→ WORK TO COMPLETE
All that should be output is the block of lines below from the line with "life of the module" to the line with "first code token", both included, exactly as written.

→ DATA SECTION
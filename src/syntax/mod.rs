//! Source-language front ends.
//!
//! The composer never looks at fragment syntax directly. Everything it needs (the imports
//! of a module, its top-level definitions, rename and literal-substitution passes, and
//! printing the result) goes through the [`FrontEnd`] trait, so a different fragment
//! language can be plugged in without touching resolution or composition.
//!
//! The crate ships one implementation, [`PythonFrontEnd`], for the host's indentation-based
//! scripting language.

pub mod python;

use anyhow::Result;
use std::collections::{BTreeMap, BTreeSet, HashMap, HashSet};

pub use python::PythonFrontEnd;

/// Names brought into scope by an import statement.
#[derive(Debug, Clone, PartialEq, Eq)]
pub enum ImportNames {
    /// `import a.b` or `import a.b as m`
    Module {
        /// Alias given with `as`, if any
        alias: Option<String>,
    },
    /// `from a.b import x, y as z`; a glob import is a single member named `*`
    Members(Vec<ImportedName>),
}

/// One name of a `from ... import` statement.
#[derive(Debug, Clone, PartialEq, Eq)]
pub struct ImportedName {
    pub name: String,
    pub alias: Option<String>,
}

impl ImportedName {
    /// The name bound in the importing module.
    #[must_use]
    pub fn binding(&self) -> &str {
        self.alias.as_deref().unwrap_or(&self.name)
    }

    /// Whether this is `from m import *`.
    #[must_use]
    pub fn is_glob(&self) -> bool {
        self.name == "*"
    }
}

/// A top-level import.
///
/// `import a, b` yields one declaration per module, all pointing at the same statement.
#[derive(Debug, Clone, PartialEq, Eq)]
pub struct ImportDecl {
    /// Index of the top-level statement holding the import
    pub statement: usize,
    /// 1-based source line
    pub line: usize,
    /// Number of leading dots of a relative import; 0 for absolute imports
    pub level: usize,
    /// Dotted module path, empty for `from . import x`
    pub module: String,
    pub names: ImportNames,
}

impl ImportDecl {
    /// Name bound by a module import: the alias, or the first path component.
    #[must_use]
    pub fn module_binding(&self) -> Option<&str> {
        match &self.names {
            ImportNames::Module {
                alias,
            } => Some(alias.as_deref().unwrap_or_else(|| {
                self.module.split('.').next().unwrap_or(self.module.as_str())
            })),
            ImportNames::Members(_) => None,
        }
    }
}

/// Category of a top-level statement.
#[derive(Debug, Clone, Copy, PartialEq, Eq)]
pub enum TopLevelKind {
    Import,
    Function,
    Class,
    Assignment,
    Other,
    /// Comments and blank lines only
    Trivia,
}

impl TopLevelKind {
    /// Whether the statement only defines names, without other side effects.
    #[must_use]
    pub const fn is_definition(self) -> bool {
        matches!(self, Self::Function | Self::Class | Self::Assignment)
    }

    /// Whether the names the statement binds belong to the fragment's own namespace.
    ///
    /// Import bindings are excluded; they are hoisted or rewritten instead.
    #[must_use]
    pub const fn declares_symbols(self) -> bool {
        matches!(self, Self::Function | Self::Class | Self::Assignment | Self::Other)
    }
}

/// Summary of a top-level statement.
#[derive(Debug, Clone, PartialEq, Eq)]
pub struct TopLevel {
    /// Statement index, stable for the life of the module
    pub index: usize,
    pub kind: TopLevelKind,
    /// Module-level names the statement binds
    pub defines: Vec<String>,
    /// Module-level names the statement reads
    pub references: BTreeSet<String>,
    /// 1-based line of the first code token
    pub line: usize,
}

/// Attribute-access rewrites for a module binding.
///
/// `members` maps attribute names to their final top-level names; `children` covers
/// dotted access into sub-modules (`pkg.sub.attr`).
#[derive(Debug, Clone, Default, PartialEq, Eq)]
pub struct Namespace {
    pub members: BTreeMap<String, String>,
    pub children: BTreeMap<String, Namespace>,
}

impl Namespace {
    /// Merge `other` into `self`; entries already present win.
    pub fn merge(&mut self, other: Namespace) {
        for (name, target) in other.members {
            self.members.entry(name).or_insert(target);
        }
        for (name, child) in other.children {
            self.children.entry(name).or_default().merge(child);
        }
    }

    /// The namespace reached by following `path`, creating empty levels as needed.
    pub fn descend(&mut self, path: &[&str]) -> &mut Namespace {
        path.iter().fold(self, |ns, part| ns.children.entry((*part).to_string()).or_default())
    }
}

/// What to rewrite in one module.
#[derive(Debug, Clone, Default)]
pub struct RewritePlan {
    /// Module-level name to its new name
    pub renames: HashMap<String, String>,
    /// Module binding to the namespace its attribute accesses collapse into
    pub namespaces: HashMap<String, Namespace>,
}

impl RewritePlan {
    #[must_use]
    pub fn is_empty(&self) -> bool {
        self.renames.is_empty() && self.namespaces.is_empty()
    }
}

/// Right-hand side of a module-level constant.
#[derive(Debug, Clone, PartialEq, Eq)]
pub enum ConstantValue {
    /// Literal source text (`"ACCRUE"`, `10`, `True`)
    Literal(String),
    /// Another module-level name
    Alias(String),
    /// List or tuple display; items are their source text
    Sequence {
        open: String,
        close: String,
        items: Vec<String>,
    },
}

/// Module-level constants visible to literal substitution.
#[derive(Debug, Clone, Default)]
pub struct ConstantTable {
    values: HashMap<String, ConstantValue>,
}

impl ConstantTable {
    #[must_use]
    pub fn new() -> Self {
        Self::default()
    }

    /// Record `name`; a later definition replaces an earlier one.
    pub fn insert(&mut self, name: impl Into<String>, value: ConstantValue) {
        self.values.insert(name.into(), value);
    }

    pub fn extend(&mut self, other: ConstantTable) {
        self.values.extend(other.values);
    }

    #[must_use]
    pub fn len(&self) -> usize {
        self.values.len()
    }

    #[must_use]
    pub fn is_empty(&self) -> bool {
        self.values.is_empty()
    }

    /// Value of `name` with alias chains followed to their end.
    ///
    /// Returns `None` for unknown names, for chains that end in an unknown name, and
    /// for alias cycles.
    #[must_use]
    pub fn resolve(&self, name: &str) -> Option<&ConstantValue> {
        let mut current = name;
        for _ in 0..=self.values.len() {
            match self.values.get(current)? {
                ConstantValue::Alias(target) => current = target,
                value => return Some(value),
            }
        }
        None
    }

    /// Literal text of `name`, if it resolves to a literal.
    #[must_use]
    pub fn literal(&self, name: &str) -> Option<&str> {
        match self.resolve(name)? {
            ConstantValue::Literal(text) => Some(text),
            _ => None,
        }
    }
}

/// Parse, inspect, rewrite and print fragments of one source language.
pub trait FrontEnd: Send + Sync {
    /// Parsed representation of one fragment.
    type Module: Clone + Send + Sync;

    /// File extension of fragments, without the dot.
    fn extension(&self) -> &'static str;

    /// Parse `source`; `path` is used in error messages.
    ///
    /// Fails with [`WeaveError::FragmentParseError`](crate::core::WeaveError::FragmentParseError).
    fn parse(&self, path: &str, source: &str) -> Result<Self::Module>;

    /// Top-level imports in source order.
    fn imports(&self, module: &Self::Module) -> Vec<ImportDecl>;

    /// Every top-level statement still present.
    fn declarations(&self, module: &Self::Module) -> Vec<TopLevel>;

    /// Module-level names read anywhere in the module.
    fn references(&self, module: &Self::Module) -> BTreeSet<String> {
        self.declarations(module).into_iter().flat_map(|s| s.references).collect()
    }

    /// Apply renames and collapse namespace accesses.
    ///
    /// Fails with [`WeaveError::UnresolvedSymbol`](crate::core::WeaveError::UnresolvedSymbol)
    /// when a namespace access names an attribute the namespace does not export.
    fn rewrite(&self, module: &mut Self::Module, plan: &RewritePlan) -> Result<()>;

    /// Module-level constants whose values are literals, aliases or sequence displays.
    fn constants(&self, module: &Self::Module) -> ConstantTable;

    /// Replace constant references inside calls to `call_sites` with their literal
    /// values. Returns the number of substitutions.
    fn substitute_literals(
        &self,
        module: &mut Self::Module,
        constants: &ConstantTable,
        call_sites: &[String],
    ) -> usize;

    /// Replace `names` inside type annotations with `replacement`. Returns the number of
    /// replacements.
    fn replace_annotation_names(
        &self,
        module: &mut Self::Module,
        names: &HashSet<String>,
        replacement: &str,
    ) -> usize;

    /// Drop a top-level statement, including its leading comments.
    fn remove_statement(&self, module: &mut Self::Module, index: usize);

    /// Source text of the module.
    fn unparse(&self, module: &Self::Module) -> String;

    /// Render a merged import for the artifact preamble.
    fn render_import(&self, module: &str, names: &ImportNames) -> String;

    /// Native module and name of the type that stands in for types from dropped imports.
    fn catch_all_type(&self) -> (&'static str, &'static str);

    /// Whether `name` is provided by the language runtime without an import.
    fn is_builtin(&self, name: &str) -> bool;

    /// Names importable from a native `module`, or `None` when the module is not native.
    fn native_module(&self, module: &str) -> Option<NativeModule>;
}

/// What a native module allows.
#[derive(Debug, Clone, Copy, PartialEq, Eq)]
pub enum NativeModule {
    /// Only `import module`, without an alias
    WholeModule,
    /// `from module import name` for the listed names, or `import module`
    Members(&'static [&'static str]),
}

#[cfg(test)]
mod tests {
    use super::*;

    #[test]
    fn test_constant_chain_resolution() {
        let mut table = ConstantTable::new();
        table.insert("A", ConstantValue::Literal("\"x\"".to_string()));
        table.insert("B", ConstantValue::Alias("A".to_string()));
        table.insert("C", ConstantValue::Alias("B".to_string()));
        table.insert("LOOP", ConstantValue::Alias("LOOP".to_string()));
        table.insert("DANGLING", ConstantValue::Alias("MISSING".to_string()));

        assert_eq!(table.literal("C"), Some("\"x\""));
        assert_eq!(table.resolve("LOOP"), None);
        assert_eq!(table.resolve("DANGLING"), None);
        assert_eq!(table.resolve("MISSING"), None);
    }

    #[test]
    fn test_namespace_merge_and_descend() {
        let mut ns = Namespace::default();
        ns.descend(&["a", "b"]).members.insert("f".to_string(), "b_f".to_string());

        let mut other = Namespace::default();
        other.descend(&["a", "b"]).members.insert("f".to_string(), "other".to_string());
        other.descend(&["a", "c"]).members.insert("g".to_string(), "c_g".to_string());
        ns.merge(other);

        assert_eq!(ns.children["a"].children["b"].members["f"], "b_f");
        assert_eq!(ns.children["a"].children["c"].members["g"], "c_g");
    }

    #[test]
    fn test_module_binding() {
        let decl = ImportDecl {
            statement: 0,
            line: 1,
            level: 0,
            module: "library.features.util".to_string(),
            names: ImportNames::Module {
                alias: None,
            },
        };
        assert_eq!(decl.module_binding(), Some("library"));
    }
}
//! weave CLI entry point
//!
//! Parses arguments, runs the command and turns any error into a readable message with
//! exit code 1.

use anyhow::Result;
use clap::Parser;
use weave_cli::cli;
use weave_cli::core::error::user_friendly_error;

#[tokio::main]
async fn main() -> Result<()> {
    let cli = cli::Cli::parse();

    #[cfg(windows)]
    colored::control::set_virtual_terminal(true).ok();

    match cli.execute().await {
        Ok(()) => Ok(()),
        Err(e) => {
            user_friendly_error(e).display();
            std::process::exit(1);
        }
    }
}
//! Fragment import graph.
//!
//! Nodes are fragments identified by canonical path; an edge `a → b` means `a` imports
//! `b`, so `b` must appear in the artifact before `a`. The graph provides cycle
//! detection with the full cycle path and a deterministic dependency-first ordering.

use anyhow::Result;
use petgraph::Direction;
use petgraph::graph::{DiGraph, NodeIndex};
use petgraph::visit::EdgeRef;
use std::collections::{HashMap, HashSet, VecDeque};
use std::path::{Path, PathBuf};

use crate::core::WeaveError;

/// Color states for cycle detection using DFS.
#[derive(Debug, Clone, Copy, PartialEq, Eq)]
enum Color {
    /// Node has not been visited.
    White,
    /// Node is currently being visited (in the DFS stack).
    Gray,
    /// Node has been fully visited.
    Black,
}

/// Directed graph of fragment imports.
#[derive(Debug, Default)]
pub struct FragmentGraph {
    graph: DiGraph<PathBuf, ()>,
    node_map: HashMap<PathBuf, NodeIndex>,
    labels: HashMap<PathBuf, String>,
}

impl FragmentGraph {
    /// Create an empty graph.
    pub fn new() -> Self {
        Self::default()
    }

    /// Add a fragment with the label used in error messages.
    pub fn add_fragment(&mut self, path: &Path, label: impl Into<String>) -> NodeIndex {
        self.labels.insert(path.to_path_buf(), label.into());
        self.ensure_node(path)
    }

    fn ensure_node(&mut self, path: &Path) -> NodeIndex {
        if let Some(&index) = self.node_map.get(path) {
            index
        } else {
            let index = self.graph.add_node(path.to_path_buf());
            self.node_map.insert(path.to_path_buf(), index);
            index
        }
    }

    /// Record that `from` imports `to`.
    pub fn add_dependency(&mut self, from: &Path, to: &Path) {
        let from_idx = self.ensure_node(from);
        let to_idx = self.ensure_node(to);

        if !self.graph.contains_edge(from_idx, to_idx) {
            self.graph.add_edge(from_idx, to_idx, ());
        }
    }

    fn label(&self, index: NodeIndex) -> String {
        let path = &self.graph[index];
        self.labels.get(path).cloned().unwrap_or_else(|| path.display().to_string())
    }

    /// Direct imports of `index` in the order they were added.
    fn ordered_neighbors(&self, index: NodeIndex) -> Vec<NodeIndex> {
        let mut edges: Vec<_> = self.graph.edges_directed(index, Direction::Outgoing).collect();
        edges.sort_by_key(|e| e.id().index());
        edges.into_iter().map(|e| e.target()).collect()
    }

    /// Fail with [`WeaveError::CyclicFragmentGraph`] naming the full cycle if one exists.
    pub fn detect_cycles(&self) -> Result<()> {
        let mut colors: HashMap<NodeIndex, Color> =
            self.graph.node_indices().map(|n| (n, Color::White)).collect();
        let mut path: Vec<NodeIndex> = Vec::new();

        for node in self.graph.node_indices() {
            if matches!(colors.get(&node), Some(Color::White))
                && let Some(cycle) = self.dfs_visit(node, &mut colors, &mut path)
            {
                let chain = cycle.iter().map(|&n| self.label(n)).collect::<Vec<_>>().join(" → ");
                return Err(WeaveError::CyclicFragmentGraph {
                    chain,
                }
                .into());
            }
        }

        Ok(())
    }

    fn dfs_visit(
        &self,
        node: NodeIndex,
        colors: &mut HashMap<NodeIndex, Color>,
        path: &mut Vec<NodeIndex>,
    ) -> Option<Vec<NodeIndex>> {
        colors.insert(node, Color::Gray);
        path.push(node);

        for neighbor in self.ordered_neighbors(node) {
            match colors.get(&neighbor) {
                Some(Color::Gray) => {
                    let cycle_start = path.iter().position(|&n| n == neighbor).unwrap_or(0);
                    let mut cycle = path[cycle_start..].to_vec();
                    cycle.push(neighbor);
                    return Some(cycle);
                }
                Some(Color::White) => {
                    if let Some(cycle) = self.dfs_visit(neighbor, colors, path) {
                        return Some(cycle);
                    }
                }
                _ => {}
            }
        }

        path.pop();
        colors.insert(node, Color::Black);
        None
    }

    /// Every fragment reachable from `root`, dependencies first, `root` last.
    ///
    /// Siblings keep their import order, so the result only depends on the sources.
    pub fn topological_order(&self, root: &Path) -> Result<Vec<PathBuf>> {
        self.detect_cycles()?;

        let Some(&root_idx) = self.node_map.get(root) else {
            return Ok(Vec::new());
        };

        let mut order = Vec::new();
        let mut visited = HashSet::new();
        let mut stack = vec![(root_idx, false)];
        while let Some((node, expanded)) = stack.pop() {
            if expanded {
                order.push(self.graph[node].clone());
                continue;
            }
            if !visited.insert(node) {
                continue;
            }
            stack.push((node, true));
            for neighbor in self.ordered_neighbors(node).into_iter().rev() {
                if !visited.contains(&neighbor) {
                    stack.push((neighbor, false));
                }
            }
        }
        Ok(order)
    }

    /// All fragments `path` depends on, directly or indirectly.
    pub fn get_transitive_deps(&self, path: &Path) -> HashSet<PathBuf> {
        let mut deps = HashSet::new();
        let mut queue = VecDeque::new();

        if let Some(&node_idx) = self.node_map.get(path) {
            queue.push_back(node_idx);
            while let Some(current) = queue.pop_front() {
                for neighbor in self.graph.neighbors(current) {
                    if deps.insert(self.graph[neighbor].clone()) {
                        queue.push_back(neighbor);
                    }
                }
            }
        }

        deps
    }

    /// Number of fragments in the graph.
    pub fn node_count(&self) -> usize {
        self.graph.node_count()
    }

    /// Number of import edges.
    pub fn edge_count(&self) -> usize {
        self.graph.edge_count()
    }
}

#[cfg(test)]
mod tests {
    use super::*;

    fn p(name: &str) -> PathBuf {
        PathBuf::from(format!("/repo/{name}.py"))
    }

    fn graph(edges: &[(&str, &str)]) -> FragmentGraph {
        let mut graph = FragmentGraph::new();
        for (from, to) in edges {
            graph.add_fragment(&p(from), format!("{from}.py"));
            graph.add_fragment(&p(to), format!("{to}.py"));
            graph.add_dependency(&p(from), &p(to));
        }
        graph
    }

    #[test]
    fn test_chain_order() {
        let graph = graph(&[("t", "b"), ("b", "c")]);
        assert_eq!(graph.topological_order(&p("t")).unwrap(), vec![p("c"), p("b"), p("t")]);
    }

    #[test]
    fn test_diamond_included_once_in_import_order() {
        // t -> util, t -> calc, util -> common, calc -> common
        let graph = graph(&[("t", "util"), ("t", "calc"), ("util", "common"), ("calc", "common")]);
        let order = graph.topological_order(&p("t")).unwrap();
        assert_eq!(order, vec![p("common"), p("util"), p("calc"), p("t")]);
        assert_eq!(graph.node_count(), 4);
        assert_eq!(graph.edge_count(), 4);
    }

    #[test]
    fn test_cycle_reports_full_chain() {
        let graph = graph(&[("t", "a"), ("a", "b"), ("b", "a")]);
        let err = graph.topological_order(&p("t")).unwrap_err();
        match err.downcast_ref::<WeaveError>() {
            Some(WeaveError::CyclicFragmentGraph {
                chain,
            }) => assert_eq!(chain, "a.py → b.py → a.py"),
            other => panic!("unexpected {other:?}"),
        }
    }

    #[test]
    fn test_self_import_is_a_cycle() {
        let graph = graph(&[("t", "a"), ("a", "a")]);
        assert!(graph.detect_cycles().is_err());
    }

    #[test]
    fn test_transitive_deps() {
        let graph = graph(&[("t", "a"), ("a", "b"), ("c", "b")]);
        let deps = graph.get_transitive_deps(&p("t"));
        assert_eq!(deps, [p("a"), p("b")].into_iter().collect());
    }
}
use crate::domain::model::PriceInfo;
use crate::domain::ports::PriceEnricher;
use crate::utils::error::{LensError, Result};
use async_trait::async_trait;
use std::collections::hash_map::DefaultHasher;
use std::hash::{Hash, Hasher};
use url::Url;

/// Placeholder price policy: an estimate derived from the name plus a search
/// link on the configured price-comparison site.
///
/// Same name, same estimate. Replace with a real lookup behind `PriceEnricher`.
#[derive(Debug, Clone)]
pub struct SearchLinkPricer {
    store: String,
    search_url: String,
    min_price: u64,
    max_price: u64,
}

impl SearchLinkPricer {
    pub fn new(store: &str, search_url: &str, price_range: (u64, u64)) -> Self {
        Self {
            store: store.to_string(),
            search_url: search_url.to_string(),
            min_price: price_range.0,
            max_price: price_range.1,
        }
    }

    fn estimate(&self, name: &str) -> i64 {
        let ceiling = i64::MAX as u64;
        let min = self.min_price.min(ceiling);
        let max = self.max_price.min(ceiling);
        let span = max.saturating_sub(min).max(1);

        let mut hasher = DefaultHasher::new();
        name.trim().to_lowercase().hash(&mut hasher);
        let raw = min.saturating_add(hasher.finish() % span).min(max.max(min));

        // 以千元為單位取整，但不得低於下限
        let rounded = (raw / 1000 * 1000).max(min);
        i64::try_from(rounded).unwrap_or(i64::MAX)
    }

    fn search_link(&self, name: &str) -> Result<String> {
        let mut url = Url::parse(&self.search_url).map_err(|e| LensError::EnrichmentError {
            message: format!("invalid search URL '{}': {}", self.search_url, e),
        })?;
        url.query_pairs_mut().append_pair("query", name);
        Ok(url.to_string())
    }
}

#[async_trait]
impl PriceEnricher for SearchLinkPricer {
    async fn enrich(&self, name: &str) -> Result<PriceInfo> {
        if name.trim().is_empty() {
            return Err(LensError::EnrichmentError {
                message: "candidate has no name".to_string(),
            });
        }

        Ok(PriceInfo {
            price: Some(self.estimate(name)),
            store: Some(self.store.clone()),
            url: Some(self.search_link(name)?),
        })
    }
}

→ ANSWER BOX
    /// Statement index, stable for the life of the module
    pub index: usize,
    pub kind: TopLevelKind,
    /// Module-level names the statement binds
    pub defines: Vec<String>,
    /// Module-level names the statement reads
    pub references: BTreeSet<String>,
    /// 1-based line of the first code token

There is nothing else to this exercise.